Rentoul correctly states that the answer to the first question is lack of housing (at least, it's lack of housing in certain cities). He also states that we shouldn't build more houses in the countryside, which I at least partially agree with too. Then he deduces that we need to move people into cheaper housing and get people into work, which are both true, but the problem is that there isn't any cheaper housing and the people in work can't afford rents either. I think what we need is for the government - or city councils - to build or convert relatively small flats and houses and then to rent them out as council housing.
2 How do we improve the skillset of those who are unemployed when the shortage of skills is the clearest barrier to employment?
This is a tough one - make it easier, or better advertise the possibility, for adults to go back to college or into training? Maybe those who left school at 16 could be given funding for 2 years' retraining whenever they choose? I don't really know what happens at the moment, and I certainly don't have the answers to this one.
3 How do we take the health and education reforms of the last Labour government to a new level, given the huge improvement in results they brought about?
A good start would be scrapping many of the coalition's changes; then letting the changes that did work keep on working. One of the best things we can do for many of our schools and hospitals is leave them alone - if you keep changing what people are supposed to be doing, people never get good at what they're supposed to be doing.
4 What is the right balance between universal and means-tested help for pensioners?

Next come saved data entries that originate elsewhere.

//! Configuration Module
//!
//! Handles loading and managing node configuration from environment variables.

use std::env;
use std::time::Duration;

use crate::peers::{PoolOptions, DEFAULT_BASE_PATH};
use crate::ring::DEFAULT_REPLICAS;

/// Node configuration parameters.
///
/// All values can be configured via environment variables with sensible defaults.
/// The ring hash is not configurable here; nodes use CRC-32 (IEEE) unless a
/// custom [`HashFn`](crate::ring::HashFn) is passed in [`PoolOptions`].
#[derive(Debug, Clone, PartialEq)]
pub struct Config {
    /// HTTP server port
    pub server_port: u16,
    /// This node's own address as listed in `peers`
    pub self_addr: String,
    /// Every node of the cluster, including this one
    pub peers: Vec<String>,
    /// Name of the group served by this node
    pub group_name: String,
    /// Byte budget of the group's local store
    pub cache_bytes: usize,
    /// Virtual nodes per peer on the hash ring
    pub replicas: usize,
    /// Path prefix of the peer protocol
    pub base_path: String,
    /// Timeout for requests to peers
    pub peer_timeout: Option<Duration>,
}

impl Config {
    /// Creates a new Config by loading values from environment variables.
    ///
    /// # Environment Variables
    /// - `SERVER_PORT` - HTTP server port (default: 8001)
    /// - `CACHE_SELF` - this node's address (default: http://localhost:8001)
    /// - `CACHE_PEERS` - comma separated peer addresses (default: this node only)
    /// - `CACHE_GROUP` - group name (default: scores)
    /// - `CACHE_BYTES` - byte budget of the local store (default: 2048)
    /// - `CACHE_REPLICAS` - virtual nodes per peer (default: 50)
    /// - `CACHE_BASE_PATH` - peer protocol prefix (default: /_cache/)
    /// - `PEER_TIMEOUT_MS` - peer request timeout in milliseconds (default: none)
    pub fn from_env() -> Self {
        let defaults = Self::default();

        let self_addr = env::var("CACHE_SELF").unwrap_or(defaults.self_addr);
        let peers = env::var("CACHE_PEERS")
            .ok()
            .map(|v| parse_peers(&v))
            .filter(|peers| !peers.is_empty())
            .unwrap_or_else(|| vec![self_addr.clone()]);

        Self {
            server_port: parse_var("SERVER_PORT").unwrap_or(defaults.server_port),
            self_addr,
            peers,
            group_name: env::var("CACHE_GROUP").unwrap_or(defaults.group_name),
            cache_bytes: parse_var("CACHE_BYTES").unwrap_or(defaults.cache_bytes),
            replicas: parse_var("CACHE_REPLICAS").unwrap_or(defaults.replicas),
            base_path: env::var("CACHE_BASE_PATH")
                .map(|v| normalize_base_path(&v))
                .unwrap_or(defaults.base_path),
            peer_timeout: parse_var("PEER_TIMEOUT_MS").map(Duration::from_millis),
        }
    }

    /// Pool options matching this configuration.
    pub fn pool_options(&self) -> PoolOptions {
        PoolOptions {
            base_path: self.base_path.clone(),
            replicas: self.replicas,
            hash: None,
            timeout: self.peer_timeout,
        }
    }
}

impl Default for Config {
    fn default() -> Self {
        let self_addr = "http://localhost:8001".to_string();
        Self {
            server_port: 8001,
            peers: vec![self_addr.clone()],
            self_addr,
            group_name: "scores".to_string(),
            cache_bytes: 2048,
            replicas: DEFAULT_REPLICAS,
            base_path: DEFAULT_BASE_PATH.to_string(),
            peer_timeout: None,
        }
    }
}

fn parse_var<T: std::str::FromStr>(name: &str) -> Option<T> {
    env::var(name).ok().and_then(|v| v.trim().parse().ok())
}

/// Splits a comma separated peer list, dropping blanks and duplicates.
pub fn parse_peers(list: &str) -> Vec<String> {
    let mut peers: Vec<String> = Vec::new();
    for peer in list.split(',').map(str::trim).filter(|p| !p.is_empty()) {
        if !peers.iter().any(|p| p == peer) {
            peers.push(peer.to_string());
        }
    }
    peers
}

/// Ensures the base path starts and ends with `/`.
pub fn normalize_base_path(path: &str) -> String {
    let trimmed = path.trim().trim_matches('/');
    if trimmed.is_empty() {
        "/".to_string()
    } else {
        format!("/{trimmed}/")
    }
}

#[cfg(test)]
mod tests {
    use super::*;

    #[test]
    fn test_config_default() {
        let config = Config::default();
        assert_eq!(config.server_port, 8001);
        assert_eq!(config.self_addr, "http://localhost:8001");
        assert_eq!(config.peers, vec!["http://localhost:8001".to_string()]);
        assert_eq!(config.group_name, "scores");
        assert_eq!(config.cache_bytes, 2048);
        assert_eq!(config.replicas, 50);
        assert_eq!(config.base_path, "/_cache/");
        assert_eq!(config.peer_timeout, None);
    }

    #[test]
    fn test_config_from_env_defaults() {
        for var in [
            "SERVER_PORT",
            "CACHE_SELF",
            "CACHE_PEERS",
            "CACHE_GROUP",
            "CACHE_BYTES",
            "CACHE_REPLICAS",
            "CACHE_BASE_PATH",
            "PEER_TIMEOUT_MS",
        ] {
            env::remove_var(var);
        }

        assert_eq!(Config::from_env(), Config::default());
    }

    #[test]
    fn test_parse_peers() {
        let peers = parse_peers(" http://a:1, ,http://b:2,http://a:1 ,");
        assert_eq!(peers, vec!["http://a:1", "http://b:2"]);
        assert!(parse_peers(" , ").is_empty());
    }

    #[test]
    fn test_normalize_base_path() {
        assert_eq!(normalize_base_path("_cache"), "/_cache/");
        assert_eq!(normalize_base_path("/_cache/"), "/_cache/");
        assert_eq!(normalize_base_path("//a/b//"), "/a/b/");
        assert_eq!(normalize_base_path(""), "/");
    }

    #[test]
    fn test_pool_options_follow_config() {
        let config = Config {
            replicas: 7,
            peer_timeout: Some(Duration::from_millis(500)),
            ..Config::default()
        };

        let options = config.pool_options();
        assert_eq!(options.replicas, 7);
        assert_eq!(options.base_path, "/_cache/");
        assert_eq!(options.timeout, Some(Duration::from_millis(500)));
        assert!(options.hash.is_none());
    }
}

Politically, a very tough question, but I think in the longer term everything will have to be means-tested, or contribution-tested, or some combination of the two. Or we have to put the retirement age back quite drastically. We just can't afford all these old people! ;)
5 How do we use technology to cut costs and drive change in our education, health, crime and immigration systems?
This might be somewhere where private firms could actually help. So many of our institutions are so bad with technology, and politicians are probably the worst of the lot. Maybe the best thing they can do is encourage innovation and keep their noses out of the detail. Sort of like the ECB with the England cricket team - the ECB are largely a bunch of old blokes who barely know one end of a phone from the other, let alone how to send an email, but they authorise the England management to hire good techies, and the techies are then left alone to do what they think best.
6 How do we focus on the really hard core of socially excluded families, separating them from those who are just temporarily down on their luck?
A better question might be how we persuade people that the really hard core of socially excluded families don't matter? Note: I'm not saying that they don't matter, I'm saying that we should try to persuade people that they don't matter. There's a difference. These people (if one can really talk in such terms, but let's assume there is a class of hardcore socially excluded families to discuss) are such a small drag on the public finances that we should take them out of the public debate - because the public will always say that these people don't deserve anything. Maybe they're right, but what are we supposed to do? Throw people with 9 kids and no job out onto the streets? Nice one. Look, they're going to cost us a disproportionate amount of money whether it's in benefits or in crime. Let's at least spend that money in a constructive way and try to keep them out of trouble, if only for the kids' sake.
7 What could the developments around DNA do to cut crime?
Very little, I think. It's already being used, isn't it? We can use it more as it becomes cheaper, and maybe that'll cut crime a bit in the long run, but that's just common sense.